4.2 Why Buffering Matters

  • If your restaurant suddenly gets a massive delivery of ingredients during peak dinner service, your cooks (data nodes) might get overwhelmed trying to store or prepare them all immediately. Two general strategies exist:
    • Scale Up: Add more cooks and bigger storage to handle these spikes at full speed. This is expensive and might be overkill if spikes are rare.
    • Build a Buffer: Accept deliveries in a "waiting room" (an S3 bucket or a queue) to handle them gradually. This buffer is like a short-term holding area where you offload the initial surge. Then, you feed ingredients into the main fridge at a manageable rate.

4.3 How to Implement a Buffer

  • Buffer Location: An S3 bucket or a queue system (like Amazon SQS or a custom queue). Think of it as a secondary storage room near your loading dock.
  • Flow Control: Automated systems (like Lambda or OpenSearch Ingestion) that pull ingredients from the buffer into the main fridge (your OpenSearch hot storage) at a steady pace. You can tune how fast or slow this "intake" goes.
  • Trade-Off: If data freshness is crucial and you need new ingredients instantly ready for the cooks, you might limit buffering. But if you can tolerate a small delay, buffering saves you money and prevents chaos in the kitchen.

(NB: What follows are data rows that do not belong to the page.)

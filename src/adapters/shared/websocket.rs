//! Shared WebSocket connection helpers
//!
//! TLS-enabled WebSocket connection used by streaming feeds. Plain `ws://`
//! URLs (local test servers) connect without TLS.

use std::time::Duration;

use tokio_tungstenite::{
    connect_async_tls_with_config, Connector, MaybeTlsStream, WebSocketStream,
};

use crate::adapters::errors::ExchangeError;

/// Type alias for the WebSocket stream with TLS
pub type TlsWebSocketStream = WebSocketStream<MaybeTlsStream<tokio::net::TcpStream>>;

/// Connect to a WebSocket endpoint with TLS (TLSv1.2 minimum)
///
/// # Arguments
/// * `url` - WebSocket URL to connect to (wss:// or ws://)
/// * `timeout` - Bound on TCP connect, TLS and upgrade handshake together
///
/// # Returns
/// * `Ok(TlsWebSocketStream)` - Connected WebSocket stream
/// * `Err(ExchangeError)` - Connection or TLS error, `NetworkTimeout` on expiry
pub async fn connect_tls(url: &str, timeout: Duration) -> Result<TlsWebSocketStream, ExchangeError> {
    let tls = native_tls::TlsConnector::builder()
        .min_protocol_version(Some(native_tls::Protocol::Tlsv12))
        .build()
        .map_err(|e| ExchangeError::ConnectionFailed(format!("TLS error: {}", e)))?;

    let handshake = connect_async_tls_with_config(url, None, false, Some(Connector::NativeTls(tls)));
    let (ws_stream, _response) = tokio::time::timeout(timeout, handshake)
        .await
        .map_err(|_| ExchangeError::NetworkTimeout(timeout.as_millis() as u64))?
        .map_err(|e| ExchangeError::WebSocket(Box::new(e)))?;

    Ok(ws_stream)
}

#[cfg(test)]
mod tests {
    use super::*;
    use tokio::net::TcpListener;

    #[tokio::test]
    async fn test_stalled_upgrade_times_out() {
        let listener = TcpListener::bind("127.0.0.1:0").await.unwrap();
        let addr = listener.local_addr().unwrap();

        // Accept TCP, never answer the HTTP upgrade
        tokio::spawn(async move {
            let mut held = Vec::new();
            while let Ok((stream, _)) = listener.accept().await {
                held.push(stream);
            }
        });

        let url = format!("ws://{}/stream", addr);
        let result = tokio::time::timeout(
            Duration::from_secs(5),
            connect_tls(&url, Duration::from_millis(200)),
        )
        .await
        .expect("handshake must give up on its own");

        assert!(matches!(result, Err(ExchangeError::NetworkTimeout(200))));
    }

    #[tokio::test]
    async fn test_refused_connection_is_websocket_error() {
        let result = connect_tls("ws://127.0.0.1:1/stream", Duration::from_secs(5)).await;
        let err = result.unwrap_err();
        assert!(matches!(err, ExchangeError::WebSocket(_)));
        assert!(err.is_retryable());
    }
}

5. Putting It All Together

  • Cooks (Data Nodes) = Handle day-to-day cooking (index and query requests).
  • Head Chef (Dedicated Master) = Coordinates big decisions but usually doesn't cook.
  • Cooking Stations (Shards) = Each station handles a slice of your menu (index).
  • Hot Storage (Main Fridge) = Fast, easily accessible storage for active data.
  • Shard Sizing & Distribution = Keep stations well-proportioned, so no single cook is overloaded.
  • Buffering = Smooths out deliveries (indexing spikes), so you don't drown in new orders during rush hour.